Published on: 2014-09-27
Foreign bank penetration in emerging and developing economies (EMDEs) across the world has been growing in importance since the 1990s. The average share of foreign bank assets in the total banking system of all EMDEs across the world doubled from about 22 to 44 percent between 1995 and 2009. One of the important issues in the literature examining the various implications of foreign bank entry pertains to the lending behavior of foreign banks in response to domestic monetary policy shocks and how they specifically affect the monetary policy transmission in a country. This paper explores the impact of foreign bank entry on interest rate pass-through from policy to lending rates for a panel of 57 EMDEs over the period 1995-2009. The paper also specifically tests for possible identifiable thresholds in terms of foreign bank presence that differentially impact interest rate pass-through. The empirical results suggest that there are strong threshold effects in that foreign bank entry tends to enhance interest-rate pass-through only in countries with greater degree of foreign bank presence compared to those with limited entry.
About the Speaker
Sasidaran Gopalan received his PhD in Public Policy in August 2014 from the School of Policy, Government and International Affairs (SPGIA) at George Mason University (GMU), USA. His fields of specialization are international finance and development, with a specific emphasis on emerging market economies. His dissertation examined the monetary and financial dimensions of foreign bank entry in emerging and developing economies. He obtained his MSc in Economics from Madras School of Economics (Chennai, India) in 2007 and BA in Economics from Loyola College (Chennai, India) in 2005.

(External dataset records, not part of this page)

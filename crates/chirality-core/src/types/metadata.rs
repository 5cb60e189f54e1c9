//! Typed metadata for grids and cells
//!
//! Recognized keys are explicit fields; anything else goes into
//! [`Extensions`], an opaque byte map serialized as hex.

use crate::ids::CellId;
use crate::kind::OperationKind;
use chrono::{DateTime, Utc};
use serde::{Deserialize, Deserializer, Serialize, Serializer};
use std::collections::BTreeMap;

/// Opaque key/bytes pairs kept for forward compatibility
#[derive(Debug, Clone, Default, PartialEq, Eq)]
pub struct Extensions(BTreeMap<String, Vec<u8>>);

impl Extensions {
    /// Empty extension map
    #[inline]
    #[must_use]
    pub fn new() -> Self {
        Self::default()
    }

    /// Insert or replace an entry
    pub fn insert(&mut self, key: impl Into<String>, value: impl Into<Vec<u8>>) {
        self.0.insert(key.into(), value.into());
    }

    /// Raw bytes for `key`
    #[must_use]
    pub fn get(&self, key: &str) -> Option<&[u8]> {
        self.0.get(key).map(Vec::as_slice)
    }

    /// True when no entries are present
    #[inline]
    #[must_use]
    pub fn is_empty(&self) -> bool {
        self.0.is_empty()
    }
}

impl Serialize for Extensions {
    fn serialize<S>(&self, serializer: S) -> Result<S::Ok, S::Error>
    where
        S: Serializer,
    {
        serializer.collect_map(self.0.iter().map(|(k, v)| (k, hex::encode(v))))
    }
}

impl<'de> Deserialize<'de> for Extensions {
    fn deserialize<D>(deserializer: D) -> Result<Self, D::Error>
    where
        D: Deserializer<'de>,
    {
        let raw = BTreeMap::<String, String>::deserialize(deserializer)?;
        raw.into_iter()
            .map(|(k, v)| {
                hex::decode(&v)
                    .map(|bytes| (k, bytes))
                    .map_err(serde::de::Error::custom)
            })
            .collect::<Result<_, _>>()
            .map(Self)
    }
}

/// Grid metadata
#[derive(Debug, Clone, Default, PartialEq, Eq, Serialize, Deserialize)]
#[serde(default, deny_unknown_fields)]
pub struct Metadata {
    /// Pipeline stage label
    #[serde(skip_serializing_if = "Option::is_none")]
    pub station: Option<String>,
    /// Creation time
    #[serde(skip_serializing_if = "Option::is_none")]
    pub timestamp: Option<DateTime<Utc>>,
    /// Sequence number within the thread
    #[serde(skip_serializing_if = "Option::is_none")]
    pub sequence: Option<u32>,
    /// Unrecognized entries
    #[serde(skip_serializing_if = "Extensions::is_empty")]
    pub extensions: Extensions,
}

/// Where a cell's value came from
#[derive(Debug, Clone, Default, PartialEq, Eq, Serialize, Deserialize)]
#[serde(default, deny_unknown_fields)]
pub struct CellProvenance {
    /// Operation that produced the cell; `None` for axiomatic input
    #[serde(skip_serializing_if = "Option::is_none")]
    pub operation: Option<OperationKind>,
    /// Contributing source cells, in input order
    #[serde(skip_serializing_if = "Vec::is_empty")]
    pub derived_from: Vec<CellId>,
    /// Unrecognized entries
    #[serde(skip_serializing_if = "Extensions::is_empty")]
    pub extensions: Extensions,
}

impl CellProvenance {
    /// Provenance of a derived cell
    #[must_use]
    pub fn derived(operation: OperationKind, sources: Vec<CellId>) -> Self {
        Self {
            operation: Some(operation),
            derived_from: sources,
            extensions: Extensions::new(),
        }
    }

    /// True for cells that were supplied directly
    #[inline]
    #[must_use]
    pub fn is_axiomatic(&self) -> bool {
        self.operation.is_none()
    }
}
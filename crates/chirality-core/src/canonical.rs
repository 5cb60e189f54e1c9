//! Canonical string forms
//!
//! [`canonicalize`] is the sole input to every hash in the system. Equal
//! logical values produce byte-identical output:
//! - text is NFKC-normalized, whitespace runs collapse to one space, ends trimmed
//! - maps serialize as compact JSON with lexicographically sorted keys
//! - sequences serialize as compact JSON preserving element order
//! - other scalars use their JSON (locale independent) rendering; `NaN` and
//!   infinities have none and are rejected
//!
//! Strings nested inside maps and sequences are normalized like top-level
//! text, which keeps `canonicalize(canonicalize(x)) == canonicalize(x)`.

use crate::finite::ensure_finite;
use serde::Serialize;
use serde_json::{Map, Value};
use unicode_normalization::UnicodeNormalization;

/// Normalize free text: NFKC, collapse whitespace runs, trim
#[must_use]
pub fn canonical_text(text: &str) -> String {
    let normalized: String = text.nfkc().collect();
    normalized.split_whitespace().collect::<Vec<_>>().join(" ")
}

/// Canonical form of any serializable value
///
/// # Errors
/// Returns [`EncodingError`] if the value holds a non-finite float, cannot
/// be represented as JSON, or two map keys collapse to the same canonical key.
pub fn canonicalize<T>(value: &T) -> Result<String, EncodingError>
where
    T: Serialize + ?Sized,
{
    ensure_finite(value)?;
    let value = serde_json::to_value(value)?;
    canonicalize_value(&value)
}

/// Canonical form of an already parsed JSON value
///
/// # Errors
/// Returns [`EncodingError::DuplicateKey`] when normalization merges two keys.
pub fn canonicalize_value(value: &Value) -> Result<String, EncodingError> {
    match value {
        Value::String(s) => Ok(canonical_text(s)),
        Value::Null | Value::Bool(_) | Value::Number(_) => Ok(value.to_string()),
        Value::Array(_) | Value::Object(_) => {
            let normalized = normalize(value)?;
            Ok(serde_json::to_string(&normalized)?)
        }
    }
}

/// Canonical JSON bytes, for callers that hash structured records directly
///
/// # Errors
/// Same as [`canonicalize`].
pub fn canonical_json_bytes<T>(value: &T) -> Result<Vec<u8>, EncodingError>
where
    T: Serialize + ?Sized,
{
    Ok(canonicalize(value)?.into_bytes())
}

fn normalize(value: &Value) -> Result<Value, EncodingError> {
    match value {
        Value::String(s) => Ok(Value::String(canonical_text(s))),
        Value::Array(items) => items
            .iter()
            .map(normalize)
            .collect::<Result<Vec<_>, _>>()
            .map(Value::Array),
        Value::Object(map) => {
            let mut entries = Vec::with_capacity(map.len());
            for (key, item) in map {
                entries.push((canonical_text(key), normalize(item)?));
            }
            entries.sort_by(|a, b| a.0.cmp(&b.0));

            let mut out = Map::new();
            for (key, item) in entries {
                if out.contains_key(&key) {
                    return Err(EncodingError::DuplicateKey(key));
                }
                out.insert(key, item);
            }
            Ok(Value::Object(out))
        }
        Value::Null | Value::Bool(_) | Value::Number(_) => Ok(value.clone()),
    }
}

/// A value that cannot be brought into canonical form
#[derive(Debug, thiserror::Error)]
pub enum EncodingError {
    /// Value is not representable as JSON (e.g. a map with non-string keys)
    #[error("value is not encodable: {0}")]
    Unencodable(#[from] serde_json::Error),

    /// `NaN` or an infinity; JSON would silently turn it into `null`
    #[error("non-finite float {0} has no canonical form")]
    NonFinite(String),

    /// Two distinct keys normalize to the same canonical key
    #[error("map keys collide after normalization: '{0}'")]
    DuplicateKey(String),
}
//! Error types for the operation algebra
//!
//! - [`ResolutionError`]: the resolver could not produce a well-shaped result
//! - [`AlgebraError`]: anything that aborts an operation invocation

use chirality_core::{Dimensions, EncodingError, ModelError, ValidationErrors};

/// Resolver failures
#[derive(Debug, Clone, PartialEq, Eq, thiserror::Error)]
pub enum ResolutionError {
    /// Returned values do not have the expected shape
    #[error("expected {expected} values, {detail}")]
    ShapeMismatch { expected: Dimensions, detail: String },

    /// Payload could not be interpreted
    #[error("malformed resolver payload: {0}")]
    Malformed(String),

    /// Backend refused the request; retrying will not help
    #[error("backend rejected request: {0}")]
    Rejected(String),

    /// Transient backend failures persisted through every attempt
    #[error("backend failed after {attempts} attempt(s): {last}")]
    Exhausted { attempts: u32, last: String },

    /// Cache key or payload could not be canonicalized
    #[error("encoding error: {0}")]
    Encoding(String),
}

impl ResolutionError {
    /// Shape mismatch against `expected`
    pub fn shape(expected: Dimensions, detail: impl Into<String>) -> Self {
        Self::ShapeMismatch {
            expected,
            detail: detail.into(),
        }
    }

    /// True if the failure came from a transient backend condition
    #[inline]
    #[must_use]
    pub fn is_transient(&self) -> bool {
        matches!(self, Self::Exhausted { .. })
    }
}

impl From<EncodingError> for ResolutionError {
    fn from(err: EncodingError) -> Self {
        Self::Encoding(err.to_string())
    }
}

/// Errors that abort an operation invocation
///
/// No partial output accompanies any of these.
#[derive(Debug, thiserror::Error)]
pub enum AlgebraError {
    /// Inputs are incompatible; raised before the resolver is called
    #[error("validation failed: {0}")]
    Validation(#[from] ValidationErrors),

    /// Resolver failed or returned a mis-shaped result
    #[error("resolution failed: {0}")]
    Resolution(#[from] ResolutionError),

    /// Request or output could not be canonicalized
    #[error("encoding failed: {0}")]
    Encoding(#[from] EncodingError),

    /// Output violated a data model invariant
    #[error("model error: {0}")]
    Model(#[from] ModelError),
}

impl AlgebraError {
    /// True if the failure originated in a transient backend condition
    ///
    /// The resolver has already spent its retry budget by the time this is
    /// seen; it classifies the cause and is not a request to retry. Validation
    /// and encoding failures are defects in the inputs and never transient.
    #[inline]
    #[must_use]
    pub fn is_transient(&self) -> bool {
        matches!(self, Self::Resolution(err) if err.is_transient())
    }
}
//! Chat-completions transport
//!
//! [`ChatTransport`] is the seam between the resolver and the network.
//! [`HttpChatTransport`] speaks the OpenAI-compatible `/chat/completions`
//! protocol over reqwest.

use crate::error::TransportError;
use async_trait::async_trait;
use serde::{Deserialize, Serialize};
use std::fmt;
use std::time::Duration;

/// Default OpenAI-compatible endpoint
pub const DEFAULT_BASE_URL: &str = "https://api.openai.com/v1";

/// One chat message
#[derive(Debug, Clone, PartialEq, Serialize)]
pub struct ChatMessage {
    pub role: String,
    pub content: String,
}

impl ChatMessage {
    pub fn system(content: impl Into<String>) -> Self {
        Self {
            role: "system".into(),
            content: content.into(),
        }
    }

    pub fn user(content: impl Into<String>) -> Self {
        Self {
            role: "user".into(),
            content: content.into(),
        }
    }
}

/// Requested response format
#[derive(Debug, Clone, PartialEq, Eq, Serialize)]
pub struct ResponseFormat {
    #[serde(rename = "type")]
    pub kind: String,
}

impl ResponseFormat {
    /// Force a JSON object reply
    pub fn json_object() -> Self {
        Self {
            kind: "json_object".into(),
        }
    }
}

/// Body of a chat-completions request
#[derive(Debug, Clone, PartialEq, Serialize)]
pub struct ChatRequest {
    pub model: String,
    pub messages: Vec<ChatMessage>,
    pub temperature: f32,
    pub max_tokens: u32,
    pub response_format: ResponseFormat,
}

#[derive(Debug, Deserialize)]
struct ChatCompletion {
    #[serde(default)]
    choices: Vec<Choice>,
}

#[derive(Debug, Deserialize)]
struct Choice {
    message: ReplyMessage,
}

#[derive(Debug, Deserialize)]
struct ReplyMessage {
    content: Option<String>,
}

/// Sends one chat request and returns the first choice's content
#[cfg_attr(test, mockall::automock)]
#[async_trait]
pub trait ChatTransport: Send + Sync {
    async fn complete(&self, request: &ChatRequest) -> Result<String, TransportError>;
}

/// reqwest-backed transport
#[derive(Clone)]
pub struct HttpChatTransport {
    client: reqwest::Client,
    endpoint: String,
    api_key: Option<String>,
}

impl fmt::Debug for HttpChatTransport {
    fn fmt(&self, f: &mut fmt::Formatter<'_>) -> fmt::Result {
        f.debug_struct("HttpChatTransport")
            .field("endpoint", &self.endpoint)
            .field("api_key", &self.api_key.as_ref().map(|_| "<redacted>"))
            .finish_non_exhaustive()
    }
}

impl HttpChatTransport {
    /// Transport posting to `{base_url}/chat/completions`
    ///
    /// `timeout` bounds each HTTP exchange at the client level.
    ///
    /// # Errors
    /// Returns [`TransportError::Client`] if the HTTP client cannot be built
    pub fn new(
        base_url: &str,
        api_key: Option<String>,
        timeout: Duration,
    ) -> Result<Self, TransportError> {
        let client = reqwest::Client::builder()
            .timeout(timeout)
            .build()
            .map_err(|e| TransportError::Client(e.to_string()))?;
        Ok(Self {
            client,
            endpoint: format!("{}/chat/completions", base_url.trim_end_matches('/')),
            api_key,
        })
    }

    /// Full URL requests are posted to
    pub fn endpoint(&self) -> &str {
        &self.endpoint
    }
}

#[async_trait]
impl ChatTransport for HttpChatTransport {
    async fn complete(&self, request: &ChatRequest) -> Result<String, TransportError> {
        let mut builder = self.client.post(&self.endpoint).json(request);
        if let Some(key) = &self.api_key {
            builder = builder.bearer_auth(key);
        }

        let response = builder.send().await?;
        let status = response.status();
        if !status.is_success() {
            let body = response.text().await.unwrap_or_default();
            return Err(TransportError::Status {
                status: status.as_u16(),
                body,
            });
        }

        let completion: ChatCompletion = response.json().await?;
        completion
            .choices
            .into_iter()
            .next()
            .and_then(|choice| choice.message.content)
            .ok_or_else(|| TransportError::InvalidResponse("completion has no content".into()))
    }
}
//! Retry policy for remote resolution

use std::time::Duration;

/// Attempt ceiling, backoff base and per-attempt timeout
#[derive(Debug, Clone, Copy, PartialEq, Eq)]
pub struct RetryPolicy {
    /// Total attempts, at least 1
    pub max_attempts: u32,
    /// Delay after the first failed attempt; doubles each time
    pub base_delay: Duration,
    /// Bound on each single attempt
    pub timeout: Duration,
}

impl Default for RetryPolicy {
    fn default() -> Self {
        Self {
            max_attempts: 3,
            base_delay: Duration::from_secs(1),
            timeout: Duration::from_secs(60),
        }
    }
}

impl RetryPolicy {
    /// Policy with `max_attempts` (clamped to at least 1)
    #[must_use]
    pub fn new(max_attempts: u32, base_delay: Duration, timeout: Duration) -> Self {
        Self {
            max_attempts: max_attempts.max(1),
            base_delay,
            timeout,
        }
    }

    /// Delay after failed attempt `attempt` (0-based): `base_delay * 2^attempt`
    #[must_use]
    pub fn delay_for(&self, attempt: u32) -> Duration {
        self.base_delay
            .saturating_mul(2u32.saturating_pow(attempt))
    }
}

Prior to his PhD, he spent a year as a Research Associate at the Indian Institute of Management Bangalore (IIMB) (2007-08) working on various policy issues related to trade in services in Asia. After his stint at IIMB, he moved to the Institute of South Asian Studies (ISAS) at the National University of Singapore (NUS) for two years (2008-2010) where he undertook research on international economic policy issues concerning Asia.
He has co-authored a book published by Oxford University Press (India) entitled “Crisis, Capital Flows and FDI in Emerging Asia” and has published several academic articles in refereed national and international journals as well as contributed to book chapters in edited volumes along with various op-eds.
His current research focuses on the various implications of financial openness and capital flows on financial development and integration in emerging Asia.
[IEMS Thought Leadership Brief] Foreign Banks in Emerging Markets: Advantage or Impediment? by Sasidaran Gopalan
[IEMS Academic Seminar] The Impact of Financial Institutions on Property Rights – and the Impact of Institutions on Financial Volatility in Transition Economies by Christopher Hartwell, CASE (Warsaw)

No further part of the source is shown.